══ Provided records

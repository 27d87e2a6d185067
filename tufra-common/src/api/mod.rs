//! Client for the repository service REST API. The service processes
//! bootstrap, artifact and metadata requests asynchronously and hands out
//! task ids which are polled until the backend reports a terminal state.

use std::io::Write;
use std::time::Duration;

use reqwest::header::{HeaderMap, HeaderName, HeaderValue};
use reqwest::StatusCode;
use serde::{Deserialize, Serialize};
use serde_json::Value;
use tracing::debug;
use url::Url;

use crate::error::Error;

/// Request timeout, the backend may sit behind slow task queues.
pub const API_TIMEOUT: Duration = Duration::from_secs(300);
/// Delay between two task state polls.
pub const TASK_POLL_INTERVAL: Duration = Duration::from_secs(2);

/// Endpoints of the repository service API.
#[derive(Debug, Clone, Copy, PartialEq, Eq)]
pub enum Endpoint {
    Bootstrap,
    Config,
    Task,
    Artifacts,
    ArtifactsDelete,
    ArtifactsPublish,
    Metadata,
    MetadataSign,
    MetadataSignDelete,
}

impl Endpoint {
    pub fn path(self) -> &'static str {
        match self {
            Endpoint::Bootstrap => "api/v1/bootstrap/",
            Endpoint::Config => "api/v1/config/",
            Endpoint::Task => "api/v1/task/",
            Endpoint::Artifacts => "api/v1/artifacts/",
            Endpoint::ArtifactsDelete => "api/v1/artifacts/delete",
            Endpoint::ArtifactsPublish => "api/v1/artifacts/publish/",
            Endpoint::Metadata => "api/v1/metadata/",
            Endpoint::MetadataSign => "api/v1/metadata/sign/",
            Endpoint::MetadataSignDelete => "api/v1/metadata/sign/delete",
        }
    }
}

/// Response envelope used by all service endpoints.
#[derive(Debug, Serialize, Deserialize)]
pub struct ApiResponse {
    #[serde(default)]
    pub data: Option<Value>,
    #[serde(default)]
    pub message: Option<String>,
}

/// `data` member of the bootstrap state endpoint.
#[derive(Debug, Serialize, Deserialize)]
pub struct BootstrapData {
    #[serde(default)]
    pub bootstrap: Option<bool>,
    #[serde(default)]
    pub state: Option<String>,
    #[serde(default)]
    pub id: Option<String>,
}

/// `data` member of the task state endpoint.
#[derive(Debug, Clone, Serialize, Deserialize)]
pub struct TaskState {
    #[serde(default)]
    pub state: Option<String>,
    #[serde(default)]
    pub result: Option<TaskResult>,
}

#[derive(Debug, Clone, Default, Serialize, Deserialize)]
pub struct TaskResult {
    #[serde(default)]
    pub status: Option<bool>,
    #[serde(default)]
    pub details: Option<Value>,
    #[serde(default)]
    pub error: Option<String>,
    #[serde(default)]
    pub message: Option<String>,
}

#[derive(Debug)]
pub struct ApiClient {
    http: reqwest::Client,
    server: Url,
}

impl ApiClient {
    pub fn new(server: Url, headers: &[(String, String)]) -> Result<Self, Error> {
        let mut header_map = HeaderMap::new();
        for (name, value) in headers {
            let name = HeaderName::from_bytes(name.as_bytes())
                .map_err(|_| Error::InvalidHeader(name.clone()))?;
            let value = HeaderValue::from_str(value)
                .map_err(|_| Error::InvalidHeader(value.clone()))?;
            header_map.insert(name, value);
        }
        let http = reqwest::Client::builder()
            .timeout(API_TIMEOUT)
            .default_headers(header_map)
            .build()?;
        Ok(ApiClient { http, server })
    }

    pub fn server(&self) -> &Url {
        &self.server
    }

    fn endpoint_url(&self, endpoint: Endpoint) -> Result<Url, Error> {
        Ok(self.server.join(endpoint.path())?)
    }

    async fn get(&self, endpoint: Endpoint, query: &[(&str, &str)]) -> Result<reqwest::Response, Error> {
        let url = self.endpoint_url(endpoint)?;
        debug!("GET {url}");
        self.http
            .get(url)
            .query(query)
            .send()
            .await
            .map_err(|err| self.connection_error(err))
    }

    async fn post<T: Serialize + ?Sized>(
        &self,
        endpoint: Endpoint,
        payload: &T,
    ) -> Result<reqwest::Response, Error> {
        let url = self.endpoint_url(endpoint)?;
        debug!("POST {url}");
        self.http
            .post(url)
            .json(payload)
            .send()
            .await
            .map_err(|err| self.connection_error(err))
    }

    fn connection_error(&self, err: reqwest::Error) -> Error {
        if err.is_connect() || err.is_timeout() {
            Error::ServerUnreachable(self.server.to_string())
        } else {
            err.into()
        }
    }

    async fn unexpected(endpoint: Endpoint, response: reqwest::Response) -> Error {
        let status = response.status().as_u16();
        let body = response.text().await.unwrap_or_default();
        Error::UnexpectedResponse {
            endpoint: endpoint.path().to_string(),
            status,
            body,
        }
    }

    /// Query the bootstrap state of the server.
    pub async fn bootstrap_status(&self) -> Result<BootstrapData, Error> {
        let response = self.get(Endpoint::Bootstrap, &[]).await?;
        match response.status() {
            StatusCode::NOT_FOUND => {
                return Err(Error::BootstrapNotAllowed(self.server.to_string()))
            }
            StatusCode::OK => {}
            _ => return Err(Self::unexpected(Endpoint::Bootstrap, response).await),
        }
        let envelope: ApiResponse = response.json().await?;
        let data = envelope.data.ok_or(Error::MissingResponseField("data"))?;
        Ok(serde_json::from_value(data)?)
    }

    /// Send `payload` to an endpoint and return the id of the task the
    /// service queued for it. The service answers payload submissions with
    /// 202 and a well-known message, anything else is surfaced verbatim.
    pub async fn send_payload<T: Serialize + ?Sized>(
        &self,
        endpoint: Endpoint,
        payload: &T,
        expected_msg: &str,
    ) -> Result<String, Error> {
        let response = self.post(endpoint, payload).await?;
        if response.status() != StatusCode::ACCEPTED {
            return Err(Self::unexpected(endpoint, response).await);
        }
        let body = response.text().await?;
        let envelope: ApiResponse = serde_json::from_str(&body)?;
        if envelope.message.as_deref() != Some(expected_msg) {
            return Err(Error::UnexpectedResponse {
                endpoint: endpoint.path().to_string(),
                status: StatusCode::ACCEPTED.as_u16(),
                body,
            });
        }
        envelope
            .data
            .as_ref()
            .and_then(|data| data.get("task_id"))
            .and_then(Value::as_str)
            .map(str::to_string)
            .ok_or(Error::MissingResponseField("task_id"))
    }

    /// Queue publishing of all unpublished artifacts.
    pub async fn publish_artifacts(&self) -> Result<String, Error> {
        let response = self
            .post(Endpoint::ArtifactsPublish, &Value::Null)
            .await?;
        if response.status() != StatusCode::ACCEPTED {
            return Err(Self::unexpected(Endpoint::ArtifactsPublish, response).await);
        }
        let envelope: ApiResponse = response.json().await?;
        envelope
            .data
            .as_ref()
            .and_then(|data| data.get("task_id"))
            .and_then(Value::as_str)
            .map(str::to_string)
            .ok_or(Error::MissingResponseField("task_id"))
    }

    /// Fetch the state of a single task.
    pub async fn get_task(&self, task_id: &str) -> Result<TaskState, Error> {
        let response = self.get(Endpoint::Task, &[("task_id", task_id)]).await?;
        if response.status() != StatusCode::OK {
            return Err(Self::unexpected(Endpoint::Task, response).await);
        }
        let envelope: ApiResponse = response.json().await?;
        let data = envelope.data.ok_or(Error::MissingResponseField("data"))?;
        Ok(serde_json::from_value(data)?)
    }

    /// Fetch metadata that is pending signatures.
    pub async fn pending_metadata(&self) -> Result<serde_json::Map<String, Value>, Error> {
        let response = self.get(Endpoint::MetadataSign, &[]).await?;
        if response.status() != StatusCode::OK {
            return Err(Self::unexpected(Endpoint::MetadataSign, response).await);
        }
        let envelope: ApiResponse = response.json().await?;
        let pending = envelope
            .data
            .as_ref()
            .and_then(|data| data.get("metadata"))
            .and_then(Value::as_object)
            .cloned()
            .ok_or(Error::MissingResponseField("metadata"))?;
        Ok(pending)
    }

    /// Poll a task until it reaches a terminal state. Every newly observed
    /// state is reported once with `title` as prefix, repeats print a dot.
    /// `SUCCESS` is only treated as such when the task result says so.
    pub async fn task_status(
        &self,
        task_id: &str,
        title: &str,
        silent: bool,
    ) -> Result<TaskState, Error> {
        let mut seen: Vec<String> = Vec::new();
        loop {
            let task = self.get_task(task_id).await?;
            let state = task
                .state
                .clone()
                .ok_or(Error::MissingResponseField("state"))?;
            if seen.contains(&state) {
                if !silent {
                    print!(".");
                    std::io::stdout().flush().ok();
                }
            } else {
                if !silent {
                    println!("{title} {state}");
                }
                seen.push(state.clone());
            }
            match state.as_str() {
                "SUCCESS" => {
                    let result = task.result.clone().unwrap_or_default();
                    if result.status == Some(true) {
                        return Ok(task);
                    }
                    return Err(Error::TaskFailed {
                        task_id: task_id.to_string(),
                        reason: result
                            .message
                            .or(result.error)
                            .unwrap_or_else(|| "task result reported no success".to_string()),
                    });
                }
                "FAILURE" => {
                    return Err(Error::TaskFailed {
                        task_id: task_id.to_string(),
                        reason: serde_json::to_string(&task).unwrap_or_default(),
                    })
                }
                "ERRORED" => {
                    // ERRORED carries internal error details in the result.
                    return Err(Error::TaskFailed {
                        task_id: task_id.to_string(),
                        reason: task
                            .result
                            .and_then(|result| result.error)
                            .unwrap_or_else(|| "no error details received".to_string()),
                    });
                }
                _ => {}
            }
            tokio::time::sleep(TASK_POLL_INTERVAL).await;
        }
    }
}

#[cfg(test)]
mod test {
    use super::*;

    #[test]
    fn test_endpoint_paths() {
        assert_eq!(Endpoint::Bootstrap.path(), "api/v1/bootstrap/");
        assert_eq!(Endpoint::ArtifactsDelete.path(), "api/v1/artifacts/delete");
        assert_eq!(
            Endpoint::MetadataSignDelete.path(),
            "api/v1/metadata/sign/delete"
        );
    }

    #[test]
    fn test_endpoint_url_join() {
        let client = ApiClient::new(Url::parse("https://api.example.org").unwrap(), &[])
            .expect("client construction failed");
        assert_eq!(
            client.endpoint_url(Endpoint::Artifacts).unwrap().as_str(),
            "https://api.example.org/api/v1/artifacts/"
        );
    }

    #[test]
    fn test_rejects_invalid_header_name() {
        let result = ApiClient::new(
            Url::parse("https://api.example.org").unwrap(),
            &[("bad header".to_string(), "x".to_string())],
        );
        assert!(matches!(result, Err(Error::InvalidHeader(_))));
    }

    #[test]
    fn test_task_state_parses_service_shape() {
        let data = serde_json::json!({
            "state": "SUCCESS",
            "result": {
                "status": true,
                "details": {"bootstrap": true},
            },
        });
        let task: TaskState = serde_json::from_value(data).expect("failed to parse task state");
        assert_eq!(task.state.as_deref(), Some("SUCCESS"));
        assert_eq!(task.result.and_then(|result| result.status), Some(true));
    }

    #[test]
    fn test_bootstrap_data_tolerates_missing_fields() {
        let data: BootstrapData = serde_json::from_value(serde_json::json!({})).unwrap();
        assert!(data.bootstrap.is_none());
    }
}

════

◆ About this exercise ◆
Would you please repeat exactly the lines above, starting at the line with "let body = response.text().await.unwrap_or_default();" and stopping at the line with "of the server.", both included?

◆ Solution for this task ◆
        let body = response.text().await.unwrap_or_default();
        Error::UnexpectedResponse {
            endpoint: endpoint.path().to_string(),
            status,
            body,
        }
    }

    /// Query the bootstrap state of the server.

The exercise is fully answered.